• [Task objective]
Scan the entries and copy each line where the word "SoilMoisture" is present.

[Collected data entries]
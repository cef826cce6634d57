//! Environment snapshot resolution
//!
//! A recommendation request may carry readings directly, inside an embedded
//! `latest` object, or not at all. Each field is resolved on its own from the
//! first source that supplies a usable value:
//!
//! 1. the request body
//! 2. the body's `latest` object
//! 3. the caller's most recent stored reading
//!
//! A JSON `null`, or a value that cannot be read as the field's type, counts
//! as absent and resolution moves on to the next source.

use serde_json::Value;

use crate::models::{Components, EnvironmentSnapshot, StoredReading};
use crate::pollution::coerce_number;
use crate::types::Coordinates;

#[derive(Debug, Clone, Copy, PartialEq, Eq)]
enum Field {
    Aqi,
    Humidity,
    Temp,
    Category,
    City,
    Components,
    MainPollutant,
    SoilMoisture,
    Coords,
}

/// JSON pointers to try for one field, per source, in order
struct FieldSources {
    field: Field,
    body: &'static [&'static str],
    latest: &'static [&'static str],
    stored: &'static [&'static str],
}

const PRECEDENCE: &[FieldSources] = &[
    FieldSources {
        field: Field::Aqi,
        body: &["/aqi", "/AQI"],
        latest: &["/latest/aqi"],
        stored: &["/aqi"],
    },
    FieldSources {
        field: Field::Humidity,
        body: &["/humidity"],
        latest: &["/latest/humidity"],
        stored: &["/humidity"],
    },
    FieldSources {
        field: Field::Temp,
        body: &["/temp"],
        latest: &["/latest/temp"],
        stored: &[],
    },
    FieldSources {
        field: Field::Category,
        body: &["/category"],
        latest: &["/latest/category"],
        stored: &["/category"],
    },
    FieldSources {
        field: Field::City,
        body: &["/city"],
        latest: &["/latest/city"],
        stored: &["/city"],
    },
    FieldSources {
        field: Field::Components,
        body: &["/components"],
        latest: &["/latest/components"],
        stored: &["/components"],
    },
    FieldSources {
        field: Field::MainPollutant,
        body: &["/main_pollutant"],
        latest: &["/latest/main_pollutant"],
        stored: &["/main_pollutant"],
    },
    FieldSources {
        field: Field::SoilMoisture,
        body: &["/soil_moisture", "/soil"],
        latest: &["/latest/soil_moisture"],
        stored: &["/soil_moisture"],
    },
    FieldSources {
        field: Field::Coords,
        body: &[],
        latest: &["/latest/raw/coord"],
        stored: &["/raw/coord"],
    },
];

/// Build a snapshot from a request body and the caller's latest reading.
///
/// `pollution_value` is left unset; see
/// [`EnvironmentSnapshot::with_pollution_value`].
pub fn build_snapshot(body: &Value, stored: Option<&StoredReading>) -> EnvironmentSnapshot {
    let stored = stored
        .and_then(|reading| serde_json::to_value(reading).ok())
        .unwrap_or(Value::Null);

    let mut snapshot = EnvironmentSnapshot::default();
    for sources in PRECEDENCE {
        let candidates = sources
            .body
            .iter()
            .chain(sources.latest)
            .filter_map(|pointer| body.pointer(pointer))
            .chain(sources.stored.iter().filter_map(|pointer| stored.pointer(pointer)));

        for candidate in candidates {
            if assign(&mut snapshot, sources.field, candidate) {
                break;
            }
        }
    }
    snapshot
}

/// Store `value` into `field` if it can be read as that field's type
fn assign(snapshot: &mut EnvironmentSnapshot, field: Field, value: &Value) -> bool {
    match field {
        Field::Aqi => set(&mut snapshot.aqi, coerce_number(value)),
        Field::Humidity => set(&mut snapshot.humidity, coerce_number(value)),
        Field::Temp => set(&mut snapshot.temp, coerce_number(value)),
        Field::SoilMoisture => set(&mut snapshot.soil_moisture, coerce_number(value)),
        Field::Category => set(&mut snapshot.category, text(value)),
        Field::City => set(&mut snapshot.city, text(value)),
        Field::MainPollutant => set(&mut snapshot.main_pollutant, text(value)),
        Field::Components => set(&mut snapshot.components, components(value)),
        Field::Coords => set(&mut snapshot.coords, coordinates(value)),
    }
}

fn set<T>(slot: &mut Option<T>, value: Option<T>) -> bool {
    let found = value.is_some();
    if found {
        *slot = value;
    }
    found
}

fn text(value: &Value) -> Option<String> {
    match value {
        Value::String(s) => Some(s.clone()),
        Value::Number(n) => Some(n.to_string()),
        _ => None,
    }
}

/// A pollutant mapping. `null` entries are dropped; other non-numeric
/// entries are kept as NaN so they still shadow later key spellings.
fn components(value: &Value) -> Option<Components> {
    let map = value.as_object()?;
    Some(
        map.iter()
            .filter(|(_, v)| !v.is_null())
            .map(|(name, v)| (name.clone(), coerce_number(v).unwrap_or(f64::NAN)))
            .collect(),
    )
}

fn coordinates(value: &Value) -> Option<Coordinates> {
    let lat = coerce_number(value.get("lat")?)?;
    let lon = coerce_number(value.get("lon")?)?;
    Some(Coordinates::new(lat, lon))
}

• [Your response]
    SoilMoisture,
        field: Field::SoilMoisture,
        Field::SoilMoisture => set(&mut snapshot.soil_moisture, coerce_number(value)),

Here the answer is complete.